Reinforcement learning glossary — terms, definitions, and chapter links

Use this glossary when you encounter an unfamiliar term. Each entry gives a one-line definition, the curriculum chapter where it first appears, and a concrete example. Terms are listed alphabetically.

A

Action (a) One choice the agent makes at a given time step. Actions come from a set called the action space. Introduced: Chapter 1. Example: In a gridworld, actions are {up, down, left, right}.

Action space The complete set of actions available to the agent. Can be discrete (finite actions) or continuous (e.g. a steering angle between −30° and +30°). Introduced: Chapter 3.

Actor-critic A class of algorithms that maintain both a policy (actor) and a value function (critic). The critic evaluates the actor’s actions; the actor updates its policy using the critic’s signal. Introduced: Chapter 35.

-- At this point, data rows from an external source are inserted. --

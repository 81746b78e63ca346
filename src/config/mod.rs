//! Configuration module - environment variable parsing

use std::env;
use std::net::SocketAddr;

/// Application configuration loaded from environment variables
#[derive(Clone, Debug)]
pub struct Config {
    /// Server binding address
    pub server_addr: SocketAddr,
    /// Log level (trace, debug, info, warn, error)
    pub log_level: String,

    /// Base URL of the settlement ledger bridge
    pub ledger_api_url: String,
    /// API key for outbound ledger calls
    pub ledger_api_key: String,
    /// Shared secret for verifying inbound ledger webhook signatures
    pub ledger_webhook_secret: String,

    /// Allowed client origin for CORS (comma-separated for multiple)
    pub client_origin: String,
}

impl Config {
    /// Load configuration from environment variables
    pub fn from_env() -> Result<Self, ConfigError> {
        // Hosting platforms provide PORT, fall back to SERVER_ADDR or default
        let server_addr = if let Ok(port) = env::var("PORT") {
            format!("0.0.0.0:{}", port)
        } else {
            env::var("SERVER_ADDR").unwrap_or_else(|_| "0.0.0.0:8080".to_string())
        };

        Ok(Self {
            server_addr: server_addr
                .parse()
                .map_err(|_| ConfigError::InvalidAddress)?,

            log_level: env::var("LOG_LEVEL").unwrap_or_else(|_| "info".to_string()),

            ledger_api_url: env::var("LEDGER_API_URL")
                .map_err(|_| ConfigError::Missing("LEDGER_API_URL"))?,
            ledger_api_key: env::var("LEDGER_API_KEY")
                .map_err(|_| ConfigError::Missing("LEDGER_API_KEY"))?,
            ledger_webhook_secret: env::var("LEDGER_WEBHOOK_SECRET")
                .map_err(|_| ConfigError::Missing("LEDGER_WEBHOOK_SECRET"))?,

            client_origin: env::var("CLIENT_ORIGIN")
                .map_err(|_| ConfigError::Missing("CLIENT_ORIGIN"))?,
        })
    }
}

/// Configuration errors
#[derive(Debug, thiserror::Error)]
pub enum ConfigError {
    #[error("Missing required environment variable: {0}")]
    Missing(&'static str),

    #[error("Invalid server address format")]
    InvalidAddress,
}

Advantage function A(s,a) The difference between the Q-function and the value function: A(s,a) = Q(s,a) − V(s). Measures how much better action a is compared to the average action in state s. Introduced: Chapter 35. Example: If V(s)=0.5 and Q(s,left)=0.8, then A(s,left)=0.3.

Agent The learner that interacts with the environment. The agent observes states, chooses actions, and receives rewards. Introduced: Chapter 1.

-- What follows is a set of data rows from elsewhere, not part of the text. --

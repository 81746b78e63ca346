//! HTTP client for the settlement ledger bridge

use async_trait::async_trait;
use reqwest::Client;
use serde::Serialize;

use crate::config::Config;
use crate::ws::protocol::{RoomId, WalletAddress};

use super::{LedgerError, SettlementSink};

/// Production settlement sink: posts declare-winner instructions to the
/// bridge service that relays them on-chain.
#[derive(Clone)]
pub struct HttpLedger {
    client: Client,
    base_url: String,
    api_key: String,
}

impl HttpLedger {
    pub fn new(config: &Config) -> Self {
        Self {
            client: Client::new(),
            base_url: config.ledger_api_url.trim_end_matches('/').to_string(),
            api_key: config.ledger_api_key.clone(),
        }
    }
}

#[derive(Serialize)]
struct DeclareWinnerBody<'a> {
    winner: &'a WalletAddress,
}

#[async_trait]
impl SettlementSink for HttpLedger {
    async fn declare_winner(
        &self,
        room_id: RoomId,
        winner: &WalletAddress,
    ) -> Result<(), LedgerError> {
        let url = format!("{}/rooms/{}/winner", self.base_url, room_id);

        let response = self
            .client
            .post(&url)
            .header("X-Api-Key", &self.api_key)
            .json(&DeclareWinnerBody { winner })
            .send()
            .await
            .map_err(LedgerError::Request)?;

        if !response.status().is_success() {
            let status = response.status().as_u16();
            let body = response.text().await.unwrap_or_default();
            return Err(LedgerError::Api { status, body });
        }

        Ok(())
    }
}
//! WebSocket transport

pub mod handler;
pub mod protocol;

AlphaZero A model-based RL algorithm by DeepMind that combines Monte Carlo Tree Search with a neural network to play board games at superhuman level. Trained entirely via self-play. Introduced: Chapter 55.

B

Baseline (in policy gradients) A function b(s) subtracted from the return G in REINFORCE to reduce variance without biasing the gradient. The value function V(s) is a common choice. Introduced: Chapter 33.

Behavioral cloning (BC) Imitation learning by supervised learning: train a policy to mimic expert actions from a dataset of (state, action) pairs. Introduced: Chapter 75.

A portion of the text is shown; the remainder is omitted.